■ **Problem details**
Your task is to find every line of the data that holds the string "models" and copy it.
━━━━━ Record excerpts
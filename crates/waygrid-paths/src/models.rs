//! The two cost models: binary obstacles and continuous cost fields.

use waygrid_core::{BoolGrid, CostGrid, Point, Range};

use crate::config::SearchConfig;
use crate::distance::{euclidean, manhattan};
use crate::error::{PathError, Result};
use crate::traits::{Passable, SearchModel, Weighted};

// ---------------------------------------------------------------------------
// ObstacleModel
// ---------------------------------------------------------------------------

/// Binary occupancy: blocked cells are impassable, every step costs its
/// Euclidean length plus a turning penalty.
///
/// The penalty is the L1 norm of `parent + to - 2·from`, which is zero when
/// the move continues in the direction `from` was entered and grows with the
/// sharpness of the turn. It biases the search towards straight runs.
#[derive(Clone, Copy, Debug)]
pub struct ObstacleModel<'a> {
    grid: &'a BoolGrid,
}

impl<'a> ObstacleModel<'a> {
    pub fn new(grid: &'a BoolGrid) -> Self {
        Self { grid }
    }
}

impl Passable for ObstacleModel<'_> {
    fn bounds(&self) -> Range {
        self.grid.bounds()
    }

    #[inline]
    fn passable(&self, p: Point) -> bool {
        self.grid.at(p) == Some(false)
    }
}

impl Weighted for ObstacleModel<'_> {
    #[inline]
    fn step_cost(&self, parent: Point, from: Point, to: Point) -> f64 {
        let turn = parent + to - from * 2;
        euclidean(from, to) + f64::from(manhattan(turn, Point::ZERO))
    }
}

impl SearchModel for ObstacleModel<'_> {
    #[inline]
    fn estimate(&self, from: Point, goal: Point) -> f64 {
        f64::from(manhattan(from, goal))
    }
}

// ---------------------------------------------------------------------------
// FieldModel
// ---------------------------------------------------------------------------

/// Continuous cost field: leaving a cell costs its field value plus the L1
/// length of the step, and cells at or above the obstacle threshold are
/// impassable.
///
/// The heuristic is the Euclidean distance scaled by
/// [`SearchConfig::heuristic_coefficient`]; with the default of `1e-3` the
/// search is close to a plain cost-ordered expansion.
#[derive(Clone, Copy, Debug)]
pub struct FieldModel<'a> {
    grid: &'a CostGrid,
    threshold: f64,
    heuristic_coefficient: f64,
}

impl<'a> FieldModel<'a> {
    /// Wrap `grid`, checking the configuration and that every cell holds a
    /// non-negative cost. `+∞` is accepted and treated as an obstacle.
    pub fn new(grid: &'a CostGrid, config: &SearchConfig) -> Result<Self> {
        config.validate()?;
        if let Some((point, value)) = grid.iter().find(|&(_, v)| v.is_nan() || v < 0.0) {
            return Err(PathError::InvalidCost { point, value });
        }
        Ok(Self {
            grid,
            threshold: config.obstacle_threshold(),
            heuristic_coefficient: config.heuristic_coefficient,
        })
    }
}

impl Passable for FieldModel<'_> {
    fn bounds(&self) -> Range {
        self.grid.bounds()
    }

    #[inline]
    fn passable(&self, p: Point) -> bool {
        self.grid.at(p).is_some_and(|c| c < self.threshold)
    }
}

impl Weighted for FieldModel<'_> {
    #[inline]
    fn step_cost(&self, _parent: Point, from: Point, to: Point) -> f64 {
        // `from` has already been expanded, so it is always in bounds.
        let field = self.grid.at(from).unwrap_or(0.0);
        field + f64::from(manhattan(from, to))
    }
}

impl SearchModel for FieldModel<'_> {
    #[inline]
    fn estimate(&self, from: Point, goal: Point) -> f64 {
        self.heuristic_coefficient * euclidean(from, goal)
    }
}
━━━━━━━━━━
■ **Finished exercise**
filename crates/waygrid-paths/src/models.rs
//! The two cost models: binary obstacles and continuous cost fields.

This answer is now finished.